(Dataset entries)

Segment Open

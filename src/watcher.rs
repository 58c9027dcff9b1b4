use crate::error::Result;
use crate::indexer::Indexer;
use crate::models::IndexSummary;
use notify::event::{CreateKind, ModifyKind, RemoveKind, RenameMode};
use notify::{Config, Event, EventKind, RecommendedWatcher, RecursiveMode, Watcher};
use std::collections::HashMap;
use std::path::{Path, PathBuf};
use std::sync::Arc;
use std::time::{Duration, Instant};
use tokio::sync::{broadcast, mpsc};
use tracing::{debug, info, warn};

/// File name suffixes that never trigger indexing
pub const IGNORED_SUFFIXES: &[&str] = &[".log", ".tmp", ".run"];

/// A filesystem change, reduced to what the index cares about
#[derive(Debug, Clone, PartialEq, Eq)]
pub enum WatchEvent {
    /// File created or written
    Changed(PathBuf),
    Renamed { from: PathBuf, to: PathBuf },
    Removed(PathBuf),
}

/// Sent to subscribers after the index processed a change
#[derive(Debug, Clone, PartialEq)]
pub struct WatchUpdate {
    pub path: PathBuf,
    pub summary: IndexSummary,
}

/// Paths the watcher never indexes: hidden names, excluded directories, noisy suffixes
#[derive(Debug, Clone, Default)]
pub struct IgnoreRules {
    excludes: Vec<String>,
}

impl IgnoreRules {
    pub fn new(excludes: &[String]) -> Self {
        Self {
            excludes: excludes.to_vec(),
        }
    }

    pub fn is_ignored(&self, path: &Path) -> bool {
        let name = path
            .file_name()
            .map(|n| n.to_string_lossy())
            .unwrap_or_default();
        if name.starts_with('.') || IGNORED_SUFFIXES.iter().any(|s| name.ends_with(s)) {
            return true;
        }
        path.components().any(|c| {
            let part = c.as_os_str().to_string_lossy();
            self.excludes.iter().any(|ex| ex == part.as_ref())
        })
    }
}

/// Trailing-edge debounce: a path is due once `window` has passed since its
/// last change event, so a burst of writes is indexed once, after the last one
#[derive(Debug)]
pub struct Debouncer {
    window: Duration,
    pending: HashMap<PathBuf, Instant>,
}

impl Debouncer {
    pub fn new(window: Duration) -> Self {
        Self {
            window,
            pending: HashMap::new(),
        }
    }

    /// Record a change at `now`, pushing the path's deadline back
    pub fn touch(&mut self, path: PathBuf, now: Instant) {
        self.pending.insert(path, now + self.window);
    }

    /// Forget a pending change; true if there was one
    pub fn cancel(&mut self, path: &Path) -> bool {
        self.pending.remove(path).is_some()
    }

    /// Earliest deadline among pending paths
    pub fn next_deadline(&self) -> Option<Instant> {
        self.pending.values().min().copied()
    }

    pub fn is_empty(&self) -> bool {
        self.pending.is_empty()
    }

    /// Remove and return the paths due at `now`, oldest deadline first
    pub fn take_due(&mut self, now: Instant) -> Vec<PathBuf> {
        let mut due: Vec<(Instant, PathBuf)> = self
            .pending
            .iter()
            .filter(|(_, deadline)| **deadline <= now)
            .map(|(path, deadline)| (*deadline, path.clone()))
            .collect();
        due.sort();
        for (_, path) in &due {
            self.pending.remove(path);
        }
        due.into_iter().map(|(_, path)| path).collect()
    }

    /// Remove and return every pending path
    pub fn drain(&mut self) -> Vec<PathBuf> {
        let mut all: Vec<(Instant, PathBuf)> = self.pending.drain().map(|(p, d)| (d, p)).collect();
        all.sort();
        all.into_iter().map(|(_, path)| path).collect()
    }
}

/// Map a raw notify event to index-relevant changes; directory events are dropped
pub fn translate(event: Event) -> Vec<WatchEvent> {
    match event.kind {
        EventKind::Create(CreateKind::Folder) | EventKind::Remove(RemoveKind::Folder) => Vec::new(),
        EventKind::Create(_) => event
            .paths
            .into_iter()
            .filter(|p| !p.is_dir())
            .map(WatchEvent::Changed)
            .collect(),
        EventKind::Modify(ModifyKind::Name(RenameMode::Both)) => {
            let mut paths = event.paths.into_iter();
            match (paths.next(), paths.next()) {
                (Some(from), Some(to)) => vec![WatchEvent::Renamed { from, to }],
                (Some(path), None) => vec![WatchEvent::Changed(path)],
                _ => Vec::new(),
            }
        }
        EventKind::Modify(ModifyKind::Name(RenameMode::From)) => {
            event.paths.into_iter().map(WatchEvent::Removed).collect()
        }
        EventKind::Modify(ModifyKind::Metadata(_)) => Vec::new(),
        EventKind::Modify(_) => event
            .paths
            .into_iter()
            .filter(|p| !p.is_dir())
            .map(WatchEvent::Changed)
            .collect(),
        EventKind::Remove(_) => event.paths.into_iter().map(WatchEvent::Removed).collect(),
        _ => Vec::new(),
    }
}

/// Applies watch events to an indexer
pub struct WatchHandler {
    indexer: Arc<dyn Indexer>,
    rules: IgnoreRules,
    debouncer: Debouncer,
    updates: broadcast::Sender<WatchUpdate>,
}

impl WatchHandler {
    pub fn new(
        indexer: Arc<dyn Indexer>,
        rules: IgnoreRules,
        window: Duration,
        updates: broadcast::Sender<WatchUpdate>,
    ) -> Self {
        Self {
            indexer,
            rules,
            debouncer: Debouncer::new(window),
            updates,
        }
    }

    /// Create/modify wait for the debounce window; renames and removals apply at once
    pub async fn handle(&mut self, event: WatchEvent, now: Instant) {
        match event {
            WatchEvent::Changed(path) => {
                if !self.rules.is_ignored(&path) {
                    self.debouncer.touch(path, now);
                }
            }
            WatchEvent::Renamed { from, to } => {
                for path in [from, to] {
                    if !self.rules.is_ignored(&path) {
                        self.debouncer.cancel(&path);
                        self.reindex(path).await;
                    }
                }
            }
            WatchEvent::Removed(path) => {
                if !self.rules.is_ignored(&path) {
                    self.debouncer.cancel(&path);
                    self.reindex(path).await;
                }
            }
        }
    }

    /// When the next debounced change falls due
    pub fn next_deadline(&self) -> Option<Instant> {
        self.debouncer.next_deadline()
    }

    /// Index every change whose window has passed at `now`
    pub async fn flush(&mut self, now: Instant) {
        for path in self.debouncer.take_due(now) {
            debug!("Debounced change to {}", path.display());
            self.reindex(path).await;
        }
    }

    /// Index every pending change regardless of its deadline
    pub async fn flush_all(&mut self) {
        for path in self.debouncer.drain() {
            self.reindex(path).await;
        }
    }

    async fn reindex(&self, path: PathBuf) {
        match self.indexer.index_file(&path).await {
            Ok(summary) => {
                // no subscribers is fine
                let _ = self.updates.send(WatchUpdate { path, summary });
            }
            Err(e) => warn!("Failed to index {}: {}", path.display(), e),
        }
    }
}

/// Watches folders recursively and keeps the index in step with them
pub struct FolderWatcher {
    roots: Vec<PathBuf>,
    rules: IgnoreRules,
    window: Duration,
    updates: broadcast::Sender<WatchUpdate>,
}

impl FolderWatcher {
    /// Folders that are missing or not directories are skipped with a warning
    pub fn new(roots: &[PathBuf], excludes: &[String], window: Duration) -> Self {
        let roots = roots
            .iter()
            .filter_map(|root| match root.canonicalize() {
                Ok(dir) if dir.is_dir() => Some(dir),
                _ => {
                    warn!("Not watching {}: not a directory", root.display());
                    None
                }
            })
            .collect();

        let (updates, _) = broadcast::channel(100);
        Self {
            roots,
            rules: IgnoreRules::new(excludes),
            window,
            updates,
        }
    }

    pub fn roots(&self) -> &[PathBuf] {
        &self.roots
    }

    /// Get a receiver for index updates caused by filesystem changes
    pub fn subscribe(&self) -> broadcast::Receiver<WatchUpdate> {
        self.updates.subscribe()
    }

    /// Watch until the event stream ends, feeding changes to `indexer`
    pub async fn run(&self, indexer: Arc<dyn Indexer>) -> Result<()> {
        let (tx, mut rx) = mpsc::unbounded_channel();
        let mut watcher = RecommendedWatcher::new(
            move |result: notify::Result<Event>| match result {
                Ok(event) => {
                    let _ = tx.send(event);
                }
                Err(e) => warn!("Watch error: {}", e),
            },
            Config::default(),
        )?;

        for root in &self.roots {
            watcher.watch(root, RecursiveMode::Recursive)?;
            info!("Watching {}", root.display());
        }

        let mut handler = WatchHandler::new(
            indexer,
            self.rules.clone(),
            self.window,
            self.updates.clone(),
        );
        loop {
            let wake = handler.next_deadline();
            tokio::select! {
                event = rx.recv() => match event {
                    Some(event) => {
                        for change in translate(event) {
                            handler.handle(change, Instant::now()).await;
                        }
                    }
                    None => break,
                },
                _ = tokio::time::sleep_until(wake.unwrap_or_else(Instant::now).into()), if wake.is_some() => {
                    handler.flush(Instant::now()).await;
                }
            }
        }
        debug!("Event stream closed, applying pending changes");
        handler.flush_all().await;
        Ok(())
    }
}
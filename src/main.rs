use anyhow::{Context, Result};
use clap::{Parser, Subcommand};
use indicatif::{ProgressBar, ProgressStyle};
use luma_rag::{
    config::Config,
    embeddings,
    indexer::Indexer,
    query::{build_prompt, SearchFilter, SearchOutcome},
    service::RagService,
    utils,
    watcher::FolderWatcher,
};
use std::path::{Path, PathBuf};
use std::sync::Arc;
use std::time::Duration;
use tracing_subscriber::EnvFilter;

#[derive(Parser)]
#[command(name = "luma-rag")]
#[command(about = "Local retrieval index over your documents, with cited search results")]
#[command(version)]
struct Cli {
    /// Config file (default: config/rag.toml or ~/.config/luma/rag.toml)
    #[arg(long, global = true, value_name = "FILE")]
    config: Option<PathBuf>,

    #[command(subcommand)]
    command: Commands,
}

#[derive(Subcommand)]
enum Commands {
    /// Index folders (defaults to the configured folders)
    Index {
        #[arg(value_name = "DIR")]
        folders: Vec<PathBuf>,
        /// Directory names to skip (adds to the configured excludes)
        #[arg(long, value_name = "NAME")]
        exclude: Vec<String>,
        /// Drop the existing index so it only holds these folders
        #[arg(long)]
        replace: bool,
        /// Skip confirmation prompt
        #[arg(short, long)]
        yes: bool,
    },
    /// Search indexed chunks
    Search {
        #[arg(value_name = "QUERY")]
        query: String,
        /// Number of results
        #[arg(short, long)]
        k: Option<usize>,
        /// Only chunks whose parent folder has exactly this name
        #[arg(long)]
        folder: Option<String>,
        /// Earliest modification time (ISO-8601)
        #[arg(long)]
        from: Option<String>,
        /// Latest modification time (ISO-8601)
        #[arg(long)]
        to: Option<String>,
        /// Prefer files under these path prefixes
        #[arg(long, value_name = "PATH")]
        prefix: Vec<String>,
    },
    /// Print the system and user messages for answering a question
    Prompt {
        #[arg(value_name = "QUESTION")]
        question: String,
        /// Number of snippets to include
        #[arg(long)]
        n_ctx: Option<usize>,
    },
    /// Show index status
    Status,
    /// Keep the index up to date as files change
    Watch {
        #[arg(value_name = "DIR")]
        folders: Vec<PathBuf>,
    },
    /// Rebuild the index without deleted chunks
    Compact,
}

fn init_tracing() {
    let filter = EnvFilter::try_from_default_env().unwrap_or_else(|_| EnvFilter::new("luma_rag=info"));
    tracing_subscriber::fmt()
        .with_env_filter(filter)
        .with_writer(std::io::stderr)
        .init();
}

fn parse_time(value: Option<&str>) -> Result<Option<chrono::NaiveDateTime>> {
    value
        .map(|v| utils::parse_iso(v).with_context(|| format!("Invalid timestamp: {v}")))
        .transpose()
}

fn folders_or_configured(folders: Vec<PathBuf>, config: &Config) -> Result<Vec<PathBuf>> {
    let folders = if folders.is_empty() {
        config.index_folders()
    } else {
        folders
    };
    if folders.is_empty() {
        anyhow::bail!("No folders given and none configured under [index] folders");
    }
    Ok(folders)
}

fn progress_bar() -> Result<ProgressBar> {
    let pb = ProgressBar::new(0);
    pb.set_style(
        ProgressStyle::default_bar()
            .template("{spinner:.green} [{elapsed_precise}] [{wide_bar:.cyan/blue}] {pos}/{len} files ({msg})")
            .context("Invalid progress template")?
            .progress_chars("#>-"),
    );
    Ok(pb)
}

#[tokio::main]
async fn main() -> Result<()> {
    init_tracing();
    let cli = Cli::parse();

    let config = match &cli.config {
        Some(path) => Config::from_file(path)?,
        None => Config::load().unwrap_or_default(),
    };

    let embedder = embeddings::from_config(&config.embedding).context("Failed to set up embeddings")?;
    let service = Arc::new(
        RagService::open(&config, embedder)
            .await
            .context("Failed to open index")?,
    );
    for warning in service.status().warnings {
        eprintln!("Warning: {}", warning);
    }

    match cli.command {
        Commands::Index {
            folders,
            exclude,
            replace,
            yes,
        } => {
            let folders = folders_or_configured(folders, &config)?;
            let mut excludes = config.index.excludes.clone();
            excludes.extend(exclude);

            if replace && !yes {
                use dialoguer::Confirm;
                let proceed = Confirm::new()
                    .with_prompt("Replace the existing index with only these folders?")
                    .default(false)
                    .interact()
                    .context("Failed to read user input")?;

                if !proceed {
                    println!("Cancelled.");
                    return Ok(());
                }
            }

            for folder in &folders {
                println!("Indexing: {}", folder.display());
            }
            let pb = progress_bar()?;
            let report = {
                let pb = pb.clone();
                move |n: usize, total: usize, path: &Path| {
                    pb.set_length(total as u64);
                    pb.set_position(n as u64);
                    pb.set_message(
                        path.file_name()
                            .map(|f| f.to_string_lossy().into_owned())
                            .unwrap_or_default(),
                    );
                }
            };
            let summary = service
                .ensure_index_started(&folders, &excludes, replace, Some(&report))
                .await?;
            pb.finish_and_clear();

            let status = service.status();
            println!(
                "✓ {} chunks added, {} removed ({} active, {} rows)",
                summary.added, summary.deleted, status.active_chunks, status.chunks
            );
        }
        Commands::Search {
            query,
            k,
            folder,
            from,
            to,
            prefix,
        } => {
            let filter = SearchFilter {
                folder,
                time_from: parse_time(from.as_deref())?,
                time_to: parse_time(to.as_deref())?,
                prefilter_paths: prefix,
            };
            let k = k.unwrap_or(config.query.k);

            match service.search(&query, k, &filter).await {
                SearchOutcome::IndexEmpty => println!("The index is empty. Run `luma-rag index` first."),
                SearchOutcome::ModelUnavailable(reason) => {
                    anyhow::bail!("Embedding model unavailable: {}", reason)
                }
                SearchOutcome::NoMatches => println!("No matching files."),
                SearchOutcome::Ranked(hits) => {
                    println!("Found {} results:", hits.len());
                    for (i, hit) in hits.iter().enumerate() {
                        let preview: String = hit.meta.text.chars().take(160).collect();
                        println!("\n[{}] {:.3}  {}", i + 1, hit.score, hit.citation_tag());
                        println!("    {}", preview.replace('\n', " "));
                    }
                    if service.is_low_confidence(&hits) {
                        println!("\n⚠️  Low confidence: results may not answer the query");
                    }
                }
            }
        }
        Commands::Prompt { question, n_ctx } => {
            let n_ctx = n_ctx.unwrap_or(config.query.n_ctx);
            let k = config.query.k.max(n_ctx * 2);
            let hits = service
                .search(&question, k, &SearchFilter::default())
                .await
                .into_hits();
            if service.is_low_confidence(&hits) {
                eprintln!("Warning: low confidence ({} hits)", hits.len());
            }
            let (system, user) = build_prompt(&question, &hits, n_ctx);
            println!("{}\n\n{}", system, user);
        }
        Commands::Status => {
            let mut status = service.status();
            status.folders = config
                .index_folders()
                .iter()
                .map(|f| f.display().to_string())
                .collect();
            println!("Storage: {}", service.index().paths().home.display());
            println!("{}", serde_json::to_string_pretty(&status)?);
        }
        Commands::Watch { folders } => {
            let folders = folders_or_configured(folders, &config)?;
            let watcher = FolderWatcher::new(
                &folders,
                &config.index.excludes,
                Duration::from_millis(config.watcher.debounce_ms),
            );
            if watcher.roots().is_empty() {
                anyhow::bail!("None of the given folders can be watched");
            }
            let mut rx = watcher.subscribe();
            service.set_watching(true);
            println!("Watcher started. Press Ctrl+C to stop.");

            let indexer: Arc<dyn Indexer> = service.clone();
            let run = watcher.run(indexer);
            tokio::pin!(run);
            loop {
                tokio::select! {
                    result = &mut run => {
                        result?;
                        break;
                    }
                    update = rx.recv() => {
                        if let Ok(update) = update {
                            println!(
                                "{}: +{} -{}",
                                update.path.display(),
                                update.summary.added,
                                update.summary.deleted
                            );
                        }
                    }
                    _ = tokio::signal::ctrl_c() => break,
                }
            }
            service.set_watching(false);
        }
        Commands::Compact => {
            let stats = service.compact().await?;
            println!(
                "✓ Compacted: {} rows -> {} rows ({} reclaimed)",
                stats.rows_before,
                stats.rows_after,
                stats.reclaimed()
            );
        }
    }

    Ok(())
}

Segment Closed

§ **To do**: From the entries above, copy each line that holds "once".

§ **Response to the exercise**:
/// Trailing-edge debounce: a path is due once `window` has passed since its
/// last change event, so a burst of writes is indexed once, after the last one
    /// Create/modify wait for the debounce window; renames and removals apply at once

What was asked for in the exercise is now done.